WHAT THE TASK REQUIRES:
Count the lines holding the string "Returns" in the records, and give only the count.
Top of MATERIAL TO PROCESS
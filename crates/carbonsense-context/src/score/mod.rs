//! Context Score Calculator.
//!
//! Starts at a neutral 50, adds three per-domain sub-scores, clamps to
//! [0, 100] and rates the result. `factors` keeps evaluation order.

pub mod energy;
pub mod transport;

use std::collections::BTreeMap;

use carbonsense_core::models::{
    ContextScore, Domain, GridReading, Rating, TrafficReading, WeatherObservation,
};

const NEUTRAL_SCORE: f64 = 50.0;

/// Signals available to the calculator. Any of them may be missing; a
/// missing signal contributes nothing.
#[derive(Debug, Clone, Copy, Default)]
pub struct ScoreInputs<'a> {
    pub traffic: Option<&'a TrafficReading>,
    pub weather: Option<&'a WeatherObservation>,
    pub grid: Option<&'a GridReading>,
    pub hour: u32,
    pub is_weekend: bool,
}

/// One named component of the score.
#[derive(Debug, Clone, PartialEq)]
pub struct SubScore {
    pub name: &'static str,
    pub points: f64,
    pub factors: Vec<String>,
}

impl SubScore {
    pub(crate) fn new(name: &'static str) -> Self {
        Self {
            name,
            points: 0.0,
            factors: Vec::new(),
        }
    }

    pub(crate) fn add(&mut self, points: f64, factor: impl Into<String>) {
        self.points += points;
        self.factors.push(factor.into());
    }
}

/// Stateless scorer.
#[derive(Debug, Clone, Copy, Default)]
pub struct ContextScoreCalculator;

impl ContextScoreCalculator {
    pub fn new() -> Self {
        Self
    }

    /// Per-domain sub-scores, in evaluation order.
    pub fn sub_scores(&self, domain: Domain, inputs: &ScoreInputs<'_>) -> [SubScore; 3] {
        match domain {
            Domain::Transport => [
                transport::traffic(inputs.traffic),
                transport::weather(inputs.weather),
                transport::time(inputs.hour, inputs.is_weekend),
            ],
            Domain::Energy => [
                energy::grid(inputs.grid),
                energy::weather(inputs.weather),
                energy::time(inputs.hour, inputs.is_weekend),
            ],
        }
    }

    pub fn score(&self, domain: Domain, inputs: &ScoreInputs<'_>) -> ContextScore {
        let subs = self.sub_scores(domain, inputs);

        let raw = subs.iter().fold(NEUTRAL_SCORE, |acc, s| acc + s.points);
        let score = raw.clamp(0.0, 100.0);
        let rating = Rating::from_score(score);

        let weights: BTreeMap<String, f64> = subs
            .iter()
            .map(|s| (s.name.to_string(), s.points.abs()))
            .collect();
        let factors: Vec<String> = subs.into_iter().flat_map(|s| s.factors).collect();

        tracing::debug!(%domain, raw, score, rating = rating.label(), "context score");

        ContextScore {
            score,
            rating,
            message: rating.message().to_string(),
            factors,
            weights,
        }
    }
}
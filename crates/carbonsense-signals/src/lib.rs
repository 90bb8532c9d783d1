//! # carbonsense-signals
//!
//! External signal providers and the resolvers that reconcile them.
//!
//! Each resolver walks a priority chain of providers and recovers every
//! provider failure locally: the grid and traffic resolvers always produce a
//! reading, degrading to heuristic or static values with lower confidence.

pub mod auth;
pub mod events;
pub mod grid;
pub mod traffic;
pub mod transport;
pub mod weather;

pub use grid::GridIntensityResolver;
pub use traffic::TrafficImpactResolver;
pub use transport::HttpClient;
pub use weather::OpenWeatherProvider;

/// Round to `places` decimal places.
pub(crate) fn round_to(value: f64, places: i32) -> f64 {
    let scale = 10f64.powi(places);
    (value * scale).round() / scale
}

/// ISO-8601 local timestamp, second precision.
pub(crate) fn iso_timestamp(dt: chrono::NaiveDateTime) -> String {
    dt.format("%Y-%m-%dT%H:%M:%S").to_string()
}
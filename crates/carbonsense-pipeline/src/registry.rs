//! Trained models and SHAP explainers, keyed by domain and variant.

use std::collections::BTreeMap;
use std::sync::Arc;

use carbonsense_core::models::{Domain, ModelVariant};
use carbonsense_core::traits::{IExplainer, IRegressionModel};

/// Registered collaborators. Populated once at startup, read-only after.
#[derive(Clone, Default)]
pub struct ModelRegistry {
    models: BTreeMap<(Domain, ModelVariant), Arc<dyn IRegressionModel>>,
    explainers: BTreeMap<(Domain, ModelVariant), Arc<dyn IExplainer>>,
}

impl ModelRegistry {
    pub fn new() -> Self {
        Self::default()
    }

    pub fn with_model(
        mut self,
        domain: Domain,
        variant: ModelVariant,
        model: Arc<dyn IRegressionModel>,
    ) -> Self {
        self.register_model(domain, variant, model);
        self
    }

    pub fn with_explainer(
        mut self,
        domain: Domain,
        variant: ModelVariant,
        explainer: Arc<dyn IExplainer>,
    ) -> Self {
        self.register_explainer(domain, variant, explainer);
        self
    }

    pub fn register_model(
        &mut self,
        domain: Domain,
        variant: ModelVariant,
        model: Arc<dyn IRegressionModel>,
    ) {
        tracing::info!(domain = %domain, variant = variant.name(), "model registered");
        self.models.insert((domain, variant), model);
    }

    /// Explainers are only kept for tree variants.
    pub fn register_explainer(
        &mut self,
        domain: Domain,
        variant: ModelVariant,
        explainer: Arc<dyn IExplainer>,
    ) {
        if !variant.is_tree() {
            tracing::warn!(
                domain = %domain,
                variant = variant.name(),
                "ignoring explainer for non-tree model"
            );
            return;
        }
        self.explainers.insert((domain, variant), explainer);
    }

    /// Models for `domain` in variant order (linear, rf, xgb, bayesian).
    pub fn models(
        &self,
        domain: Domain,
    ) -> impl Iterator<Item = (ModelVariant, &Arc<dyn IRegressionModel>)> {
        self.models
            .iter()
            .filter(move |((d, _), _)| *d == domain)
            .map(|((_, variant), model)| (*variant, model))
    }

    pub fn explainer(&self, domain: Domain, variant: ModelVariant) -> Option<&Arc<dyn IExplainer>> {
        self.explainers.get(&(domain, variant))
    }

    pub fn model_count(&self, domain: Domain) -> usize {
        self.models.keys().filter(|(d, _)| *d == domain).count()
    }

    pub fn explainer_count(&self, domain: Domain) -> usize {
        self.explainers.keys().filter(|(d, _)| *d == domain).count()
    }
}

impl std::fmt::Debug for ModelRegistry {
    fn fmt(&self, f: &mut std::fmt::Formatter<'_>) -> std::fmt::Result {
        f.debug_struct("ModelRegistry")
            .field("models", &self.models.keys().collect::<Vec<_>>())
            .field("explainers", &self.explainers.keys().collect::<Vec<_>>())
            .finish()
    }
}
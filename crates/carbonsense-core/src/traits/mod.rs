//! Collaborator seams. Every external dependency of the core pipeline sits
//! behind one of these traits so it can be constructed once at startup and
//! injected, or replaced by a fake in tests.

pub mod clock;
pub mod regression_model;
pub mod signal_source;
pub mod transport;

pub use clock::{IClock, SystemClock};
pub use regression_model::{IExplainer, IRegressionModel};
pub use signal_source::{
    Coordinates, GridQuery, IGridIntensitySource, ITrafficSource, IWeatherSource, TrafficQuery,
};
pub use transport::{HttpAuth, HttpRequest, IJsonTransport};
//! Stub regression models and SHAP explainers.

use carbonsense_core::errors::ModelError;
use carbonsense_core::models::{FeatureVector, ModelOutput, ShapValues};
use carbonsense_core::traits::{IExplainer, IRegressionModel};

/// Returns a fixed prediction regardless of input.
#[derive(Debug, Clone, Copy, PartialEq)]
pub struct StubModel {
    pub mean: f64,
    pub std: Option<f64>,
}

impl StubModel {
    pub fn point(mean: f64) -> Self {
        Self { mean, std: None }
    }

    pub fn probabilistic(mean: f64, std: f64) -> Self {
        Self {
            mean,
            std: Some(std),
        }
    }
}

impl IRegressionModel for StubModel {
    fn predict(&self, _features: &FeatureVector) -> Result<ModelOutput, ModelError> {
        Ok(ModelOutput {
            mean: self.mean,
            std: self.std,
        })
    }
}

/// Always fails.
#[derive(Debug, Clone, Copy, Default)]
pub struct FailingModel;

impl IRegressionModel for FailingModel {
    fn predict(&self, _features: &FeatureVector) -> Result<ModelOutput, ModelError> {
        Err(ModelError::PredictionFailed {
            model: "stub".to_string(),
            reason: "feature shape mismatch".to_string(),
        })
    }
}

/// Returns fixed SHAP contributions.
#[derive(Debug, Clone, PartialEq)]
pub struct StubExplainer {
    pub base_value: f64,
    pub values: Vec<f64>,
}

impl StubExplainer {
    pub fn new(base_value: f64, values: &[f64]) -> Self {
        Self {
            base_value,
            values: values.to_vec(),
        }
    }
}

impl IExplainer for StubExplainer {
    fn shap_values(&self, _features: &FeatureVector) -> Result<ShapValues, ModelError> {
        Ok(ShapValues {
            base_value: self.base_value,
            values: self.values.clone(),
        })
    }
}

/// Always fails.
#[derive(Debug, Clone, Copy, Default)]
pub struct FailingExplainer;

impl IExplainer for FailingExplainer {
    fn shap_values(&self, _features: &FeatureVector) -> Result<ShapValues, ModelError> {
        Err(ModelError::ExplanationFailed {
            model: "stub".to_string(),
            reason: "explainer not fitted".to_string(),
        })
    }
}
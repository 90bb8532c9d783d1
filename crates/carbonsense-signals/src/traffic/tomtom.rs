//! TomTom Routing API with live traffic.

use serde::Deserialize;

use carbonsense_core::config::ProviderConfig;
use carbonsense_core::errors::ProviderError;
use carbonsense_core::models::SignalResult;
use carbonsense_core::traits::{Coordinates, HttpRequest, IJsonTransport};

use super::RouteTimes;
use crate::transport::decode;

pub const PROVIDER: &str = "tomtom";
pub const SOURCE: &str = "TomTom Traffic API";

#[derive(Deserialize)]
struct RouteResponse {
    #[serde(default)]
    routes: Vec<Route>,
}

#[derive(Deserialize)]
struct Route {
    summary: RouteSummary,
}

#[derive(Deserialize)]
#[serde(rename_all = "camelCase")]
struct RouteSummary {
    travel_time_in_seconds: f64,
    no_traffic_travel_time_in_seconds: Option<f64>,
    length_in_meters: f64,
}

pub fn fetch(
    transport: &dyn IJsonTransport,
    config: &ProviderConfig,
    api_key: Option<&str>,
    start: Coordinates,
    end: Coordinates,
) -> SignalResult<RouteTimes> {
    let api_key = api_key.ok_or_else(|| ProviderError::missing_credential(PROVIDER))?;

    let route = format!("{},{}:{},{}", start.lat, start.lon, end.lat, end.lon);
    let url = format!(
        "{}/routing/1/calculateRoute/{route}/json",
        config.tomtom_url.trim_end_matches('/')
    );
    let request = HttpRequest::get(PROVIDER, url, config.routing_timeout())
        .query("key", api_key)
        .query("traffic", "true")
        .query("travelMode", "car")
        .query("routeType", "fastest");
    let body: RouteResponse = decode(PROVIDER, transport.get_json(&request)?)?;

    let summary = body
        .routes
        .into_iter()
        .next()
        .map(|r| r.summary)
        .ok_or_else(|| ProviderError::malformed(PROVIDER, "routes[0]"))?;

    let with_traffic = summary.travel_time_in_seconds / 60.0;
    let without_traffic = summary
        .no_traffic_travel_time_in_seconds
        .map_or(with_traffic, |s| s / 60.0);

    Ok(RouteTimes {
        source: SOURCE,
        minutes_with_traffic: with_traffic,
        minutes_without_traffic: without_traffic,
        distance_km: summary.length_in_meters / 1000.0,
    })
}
Bottom of MATERIAL TO PROCESS
WRITTEN RESPONSE:
2